==== Dataset excerpts ====

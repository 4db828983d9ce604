//! Catalog crawler trigger.

use async_trait::async_trait;
use tracing::info;

use crate::StoreError;

#[derive(Debug, Clone, Copy, PartialEq, Eq)]
pub enum CrawlerStart {
    Started,
    /// A crawl was already in progress; nothing was started.
    AlreadyRunning,
}

/// A catalog service that can (re)build table metadata from stored files.
#[async_trait]
pub trait CatalogCrawler: Send + Sync {
    /// Start the named crawler. An in-progress crawl is reported as
    /// [`CrawlerStart::AlreadyRunning`], never as an error.
    async fn start_crawler(&self, name: &str) -> Result<CrawlerStart, StoreError>;
}

/// Trigger a crawl and log the result.
pub async fn notify(crawler: &dyn CatalogCrawler, name: &str) -> Result<CrawlerStart, StoreError> {
    let start = crawler.start_crawler(name).await?;
    match start {
        CrawlerStart::Started => info!(crawler = name, "catalog crawler triggered"),
        CrawlerStart::AlreadyRunning => info!(crawler = name, "catalog crawler already running"),
    }
    Ok(start)
}
//! Local Parquet persistence for transformed opportunities.

use std::fs::File;
use std::path::Path;

use arrow::record_batch::RecordBatch;
use parquet::arrow::ArrowWriter;
use parquet::arrow::arrow_reader::ParquetRecordBatchReaderBuilder;
use parquet::basic::Compression;
use parquet::file::properties::WriterProperties;
use setaside_core::{Opportunity, to_record_batch};
use tracing::info;

use crate::StoreError;

/// Write opportunities to a SNAPPY-compressed Parquet file, replacing any
/// existing file. Missing parent directories are created.
///
/// Returns the size of the written file in bytes.
pub fn write_opportunities(opportunities: &[Opportunity], path: &Path) -> Result<u64, StoreError> {
    if let Some(parent) = path.parent().filter(|p| !p.as_os_str().is_empty()) {
        std::fs::create_dir_all(parent)?;
    }

    let batch = to_record_batch(opportunities)?;
    let props = WriterProperties::builder()
        .set_compression(Compression::SNAPPY)
        .build();

    let file = File::create(path)?;
    let mut writer = ArrowWriter::try_new(file, batch.schema(), Some(props))?;
    writer.write(&batch)?;
    writer.close()?;

    let bytes = std::fs::metadata(path)?.len();
    info!(
        rows = opportunities.len(),
        bytes,
        path = %path.display(),
        "wrote parquet file"
    );
    Ok(bytes)
}

/// Read a Parquet file into Arrow RecordBatches.
pub fn read_parquet(path: &Path) -> Result<Vec<RecordBatch>, StoreError> {
    if !path.exists() {
        return Err(StoreError::ParquetNotFound(path.to_path_buf()));
    }
    let file = File::open(path)?;
    let reader = ParquetRecordBatchReaderBuilder::try_new(file)?.build()?;
    let batches: Result<Vec<RecordBatch>, _> = reader.collect();
    Ok(batches?)
}

#[cfg(test)]
mod tests {
    use super::*;
    use arrow::array::AsArray;
    use arrow::datatypes::{DataType, Int32Type, TimeUnit, TimestampMillisecondType};
    use chrono::{TimeZone, Utc};
    use setaside_core::schema::columns;
    use tempfile::TempDir;

    fn opportunity(id: &str, day: u32, score: u8) -> Opportunity {
        Opportunity {
            id: id.into(),
            title: format!("Title {id}"),
            solicitation_number: format!("SOL-{id}"),
            agency: "VETERANS AFFAIRS, DEPARTMENT OF".into(),
            posted_date: Utc.with_ymd_and_hms(2026, 10, day, 0, 0, 0).unwrap(),
            set_aside: "Veteran-Owned Small Business".into(),
            naics_code: "541511".into(),
            naics_description: "Custom Computer Programming".into(),
            city: "Denver".into(),
            state: "CO".into(),
            link: format!("https://sam.gov/opp/{id}/view"),
            days_since_posted: 19 - i64::from(day),
            is_recent: day >= 12,
            has_naics: true,
            recency_score: score,
        }
    }

    #[test]
    fn round_trip_preserves_rows_order_and_types() {
        let tmp = TempDir::new().unwrap();
        let path = tmp.path().join("veteran_contracts.parquet");
        let opps = vec![opportunity("a", 18, 5), opportunity("b", 1, 1)];

        let bytes = write_opportunities(&opps, &path).unwrap();
        assert!(bytes > 0);
        assert_eq!(bytes, std::fs::metadata(&path).unwrap().len());

        let batches = read_parquet(&path).unwrap();
        let total: usize = batches.iter().map(|b| b.num_rows()).sum();
        assert_eq!(total, 2);

        let batch = &batches[0];
        let schema = batch.schema();
        assert_eq!(
            schema.field_with_name(columns::POSTED_DATE).unwrap().data_type(),
            &DataType::Timestamp(TimeUnit::Millisecond, Some("UTC".into()))
        );
        assert_eq!(
            schema.field_with_name(columns::IS_RECENT).unwrap().data_type(),
            &DataType::Boolean
        );

        let ids = batch.column_by_name(columns::ID).unwrap().as_string::<i32>();
        assert_eq!(ids.value(0), "a");
        assert_eq!(ids.value(1), "b");

        let scores = batch
            .column_by_name(columns::RECENCY_SCORE)
            .unwrap()
            .as_primitive::<Int32Type>();
        assert_eq!(scores.value(0), 5);

        let posted = batch
            .column_by_name(columns::POSTED_DATE)
            .unwrap()
            .as_primitive::<TimestampMillisecondType>();
        assert_eq!(posted.value(0), opps[0].posted_date.timestamp_millis());
    }

    #[test]
    fn empty_set_writes_valid_file() {
        let tmp = TempDir::new().unwrap();
        let path = tmp.path().join("empty.parquet");

        write_opportunities(&[], &path).unwrap();
        let batches = read_parquet(&path).unwrap();
        let total: usize = batches.iter().map(|b| b.num_rows()).sum();
        assert_eq!(total, 0);
    }

    #[test]
    fn creates_parent_directories() {
        let tmp = TempDir::new().unwrap();
        let path = tmp.path().join("out").join("nested").join("contracts.parquet");

        write_opportunities(&[opportunity("a", 18, 5)], &path).unwrap();
        assert!(path.exists());
    }

    #[test]
    fn rewrite_replaces_file() {
        let tmp = TempDir::new().unwrap();
        let path = tmp.path().join("contracts.parquet");

        write_opportunities(&[opportunity("a", 18, 5), opportunity("b", 17, 5)], &path).unwrap();
        write_opportunities(&[opportunity("c", 18, 5)], &path).unwrap();

        let batches = read_parquet(&path).unwrap();
        let total: usize = batches.iter().map(|b| b.num_rows()).sum();
        assert_eq!(total, 1);
    }

    #[test]
    fn missing_parquet_errors() {
        let result = read_parquet(Path::new("/nonexistent/file.parquet"));
        assert!(matches!(result, Err(StoreError::ParquetNotFound(_))));
    }
}
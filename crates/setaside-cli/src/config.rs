//! Pipeline configuration.
//!
//! Values come from an optional TOML file; CLI flags override file values,
//! which override the defaults below.

use std::collections::HashMap;
use std::path::{Path, PathBuf};
use std::time::Duration;

use anyhow::{Context, Result, bail};
use serde::{Deserialize, Serialize};
use setaside_core::{NaicsTable, VETERAN_MARKERS};
use setaside_fetch::SearchParams;
use setaside_store::{Destination, PollPolicy, QueryRequest, analytic_sql, results_location};

/// Top-level pipeline config, deserialized from TOML.
#[derive(Debug, Clone, Default, Serialize, Deserialize)]
pub struct PipelineConfig {
    #[serde(default)]
    pub search: SearchConfig,

    #[serde(default)]
    pub filter: FilterConfig,

    /// NAICS code → label. Empty means the built-in table; a non-empty table
    /// replaces it.
    #[serde(default)]
    pub naics: HashMap<String, String>,

    #[serde(default)]
    pub output: OutputConfig,

    #[serde(default)]
    pub publish: PublishConfig,

    #[serde(default)]
    pub catalog: CatalogConfig,

    #[serde(default)]
    pub query: QueryConfig,
}

/// `[search]` section.
#[derive(Debug, Clone, Serialize, Deserialize)]
pub struct SearchConfig {
    #[serde(default = "default_base_url")]
    pub base_url: String,

    #[serde(default = "default_keyword")]
    pub keyword: String,

    /// Width of the posting-date window, ending today.
    #[serde(default = "default_days_back")]
    pub days_back: u32,

    /// Page size.
    #[serde(default = "default_limit")]
    pub limit: usize,

    /// Stop after this many records.
    #[serde(default = "default_max_records")]
    pub max_records: usize,

    /// Per-request timeout.
    #[serde(default = "default_timeout_secs")]
    pub timeout_secs: u64,
}

impl Default for SearchConfig {
    fn default() -> Self {
        Self {
            base_url: default_base_url(),
            keyword: default_keyword(),
            days_back: default_days_back(),
            limit: default_limit(),
            max_records: default_max_records(),
            timeout_secs: default_timeout_secs(),
        }
    }
}

fn default_base_url() -> String {
    setaside_fetch::DEFAULT_BASE_URL.into()
}
fn default_keyword() -> String {
    "software".into()
}
fn default_days_back() -> u32 {
    5
}
fn default_limit() -> usize {
    100
}
fn default_max_records() -> usize {
    500
}
fn default_timeout_secs() -> u64 {
    10
}

/// `[filter]` section.
#[derive(Debug, Clone, Serialize, Deserialize)]
pub struct FilterConfig {
    /// Case-sensitive substrings; a record is kept when its set-aside
    /// description contains any of them.
    #[serde(default = "default_markers")]
    pub markers: Vec<String>,
}

impl Default for FilterConfig {
    fn default() -> Self {
        Self {
            markers: default_markers(),
        }
    }
}

fn default_markers() -> Vec<String> {
    VETERAN_MARKERS.iter().map(|m| m.to_string()).collect()
}

/// `[output]` section.
#[derive(Debug, Clone, Serialize, Deserialize)]
pub struct OutputConfig {
    #[serde(default = "default_output_path")]
    pub path: PathBuf,
}

impl Default for OutputConfig {
    fn default() -> Self {
        Self {
            path: default_output_path(),
        }
    }
}

fn default_output_path() -> PathBuf {
    PathBuf::from("/tmp/veteran_contracts.parquet")
}

/// `[publish]` section.
#[derive(Debug, Clone, Serialize, Deserialize)]
pub struct PublishConfig {
    #[serde(default = "default_true")]
    pub enabled: bool,

    #[serde(default = "default_bucket")]
    pub bucket: String,

    #[serde(default = "default_key")]
    pub key: String,

    #[serde(default = "default_region")]
    pub region: String,
}

impl Default for PublishConfig {
    fn default() -> Self {
        Self {
            enabled: true,
            bucket: default_bucket(),
            key: default_key(),
            region: default_region(),
        }
    }
}

fn default_true() -> bool {
    true
}
fn default_bucket() -> String {
    "cleo-samgov-etl".into()
}
fn default_key() -> String {
    "contracts/veteran_contracts.parquet".into()
}
fn default_region() -> String {
    "us-east-1".into()
}

/// `[catalog]` section.
#[derive(Debug, Clone, Serialize, Deserialize)]
pub struct CatalogConfig {
    #[serde(default = "default_true")]
    pub enabled: bool,

    #[serde(default = "default_crawler")]
    pub crawler: String,
}

impl Default for CatalogConfig {
    fn default() -> Self {
        Self {
            enabled: true,
            crawler: default_crawler(),
        }
    }
}

fn default_crawler() -> String {
    "samgov-crawler".into()
}

/// `[query]` section.
#[derive(Debug, Clone, Serialize, Deserialize)]
pub struct QueryConfig {
    #[serde(default = "default_true")]
    pub enabled: bool,

    #[serde(default = "default_database")]
    pub database: String,

    /// Lowest recency score included in the sample query (1-5).
    #[serde(default = "default_min_score")]
    pub min_score: u8,

    #[serde(default = "default_query_limit")]
    pub limit: u32,

    #[serde(default = "default_poll_interval_ms")]
    pub poll_interval_ms: u64,

    /// Give up waiting for the query after this long.
    #[serde(default = "default_query_timeout_secs")]
    pub timeout_secs: u64,
}

impl Default for QueryConfig {
    fn default() -> Self {
        Self {
            enabled: true,
            database: default_database(),
            min_score: default_min_score(),
            limit: default_query_limit(),
            poll_interval_ms: default_poll_interval_ms(),
            timeout_secs: default_query_timeout_secs(),
        }
    }
}

fn default_database() -> String {
    "samgov_data".into()
}
fn default_min_score() -> u8 {
    4
}
fn default_query_limit() -> u32 {
    10
}
fn default_poll_interval_ms() -> u64 {
    2_000
}
fn default_query_timeout_secs() -> u64 {
    300
}

// ---------------------------------------------------------------------------
// Loading and derived values
// ---------------------------------------------------------------------------

impl PipelineConfig {
    /// Load from `path`, or return defaults when no path is given.
    pub fn load(path: Option<&Path>) -> Result<Self> {
        let Some(path) = path else {
            return Ok(Self::default());
        };
        let contents = std::fs::read_to_string(path)
            .with_context(|| format!("reading config {}", path.display()))?;
        toml::from_str(&contents).with_context(|| format!("parsing config {}", path.display()))
    }

    pub fn validate(&self) -> Result<()> {
        if self.search.limit == 0 {
            bail!("search.limit must be positive");
        }
        if self.search.max_records == 0 {
            bail!("search.max_records must be positive");
        }
        if !(1..=5).contains(&self.query.min_score) {
            bail!(
                "query.min_score must be between 1 and 5, got {}",
                self.query.min_score
            );
        }
        Ok(())
    }

    /// Turn off every remote stage after the local Parquet write.
    pub fn local_only(&mut self) {
        self.publish.enabled = false;
        self.catalog.enabled = false;
        self.query.enabled = false;
    }

    /// Whether any stage needs AWS clients.
    pub fn needs_aws(&self) -> bool {
        self.publish.enabled || self.catalog.enabled || self.query.enabled
    }

    pub fn search_params(&self) -> SearchParams {
        SearchParams {
            keyword: self.search.keyword.clone(),
            days_back: self.search.days_back,
            limit: self.search.limit,
            max_records: self.search.max_records,
        }
    }

    pub fn request_timeout(&self) -> Duration {
        Duration::from_secs(self.search.timeout_secs)
    }

    pub fn naics_table(&self) -> NaicsTable {
        if self.naics.is_empty() {
            NaicsTable::default()
        } else {
            NaicsTable::from_map(self.naics.clone())
        }
    }

    pub fn destination(&self) -> Destination {
        Destination {
            bucket: self.publish.bucket.clone(),
            key: self.publish.key.clone(),
            region: self.publish.region.clone(),
        }
    }

    pub fn query_request(&self) -> QueryRequest {
        QueryRequest {
            sql: analytic_sql(self.query.min_score, self.query.limit),
            database: self.query.database.clone(),
            output_location: results_location(&self.publish.bucket),
        }
    }

    pub fn poll_policy(&self) -> PollPolicy {
        PollPolicy {
            interval: Duration::from_millis(self.query.poll_interval_ms),
            timeout: Duration::from_secs(self.query.timeout_secs),
        }
    }
}

#[cfg(test)]
mod tests {
    use super::*;
    use tempfile::TempDir;

    #[test]
    fn defaults_match_production_deployment() {
        let config = PipelineConfig::default();
        assert_eq!(config.search.keyword, "software");
        assert_eq!(config.search.days_back, 5);
        assert_eq!(config.search.limit, 100);
        assert_eq!(config.search.max_records, 500);
        assert_eq!(config.request_timeout(), Duration::from_secs(10));
        assert_eq!(config.output.path, PathBuf::from("/tmp/veteran_contracts.parquet"));
        assert_eq!(
            config.destination().uri(),
            "s3://cleo-samgov-etl/contracts/veteran_contracts.parquet"
        );
        assert_eq!(config.catalog.crawler, "samgov-crawler");
        assert_eq!(config.query.database, "samgov_data");
        assert!(config.needs_aws());
        config.validate().unwrap();
    }

    #[test]
    fn partial_file_keeps_other_defaults() {
        let tmp = TempDir::new().unwrap();
        let path = tmp.path().join("setaside.toml");
        std::fs::write(
            &path,
            r#"
[search]
keyword = "cloud"
max_records = 50

[naics]
"541330" = "Engineering Services"

[publish]
enabled = false
"#,
        )
        .unwrap();

        let config = PipelineConfig::load(Some(&path)).unwrap();
        assert_eq!(config.search.keyword, "cloud");
        assert_eq!(config.search.max_records, 50);
        assert_eq!(config.search.limit, 100);
        assert!(!config.publish.enabled);
        assert!(config.catalog.enabled);
        assert_eq!(config.filter.markers.len(), 2);

        let naics = config.naics_table();
        assert_eq!(naics.describe("541330"), "Engineering Services");
        assert_eq!(naics.describe("541511"), "Other");
    }

    #[test]
    fn no_path_means_defaults() {
        let config = PipelineConfig::load(None).unwrap();
        assert_eq!(config.naics_table(), NaicsTable::default());
    }

    #[test]
    fn missing_file_is_an_error() {
        assert!(PipelineConfig::load(Some(Path::new("/nonexistent/setaside.toml"))).is_err());
    }

    #[test]
    fn validation_rejects_bad_values() {
        let mut config = PipelineConfig::default();
        config.search.limit = 0;
        assert!(config.validate().is_err());

        let mut config = PipelineConfig::default();
        config.search.max_records = 0;
        assert!(config.validate().is_err());

        let mut config = PipelineConfig::default();
        config.query.min_score = 6;
        assert!(config.validate().is_err());
    }

    #[test]
    fn local_only_disables_remote_stages() {
        let mut config = PipelineConfig::default();
        config.local_only();
        assert!(!config.needs_aws());
    }

    #[test]
    fn query_request_from_config() {
        let request = PipelineConfig::default().query_request();
        assert_eq!(request.database, "samgov_data");
        assert_eq!(request.output_location, "s3://cleo-samgov-etl/athena_results/");
        assert!(request.sql.contains("FROM contracts"));
        assert!(request.sql.contains("recencyScore >= 4"));
        assert_eq!(PipelineConfig::default().poll_policy(), PollPolicy::default());
    }
}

====

Scan the records above, then copy out each line that mentions "StoreError".

Response to the exercise:
use crate::StoreError;
    async fn start_crawler(&self, name: &str) -> Result<CrawlerStart, StoreError>;
pub async fn notify(crawler: &dyn CatalogCrawler, name: &str) -> Result<CrawlerStart, StoreError> {
use crate::StoreError;
pub fn write_opportunities(opportunities: &[Opportunity], path: &Path) -> Result<u64, StoreError> {
pub fn read_parquet(path: &Path) -> Result<Vec<RecordBatch>, StoreError> {
        return Err(StoreError::ParquetNotFound(path.to_path_buf()));
        assert!(matches!(result, Err(StoreError::ParquetNotFound(_))));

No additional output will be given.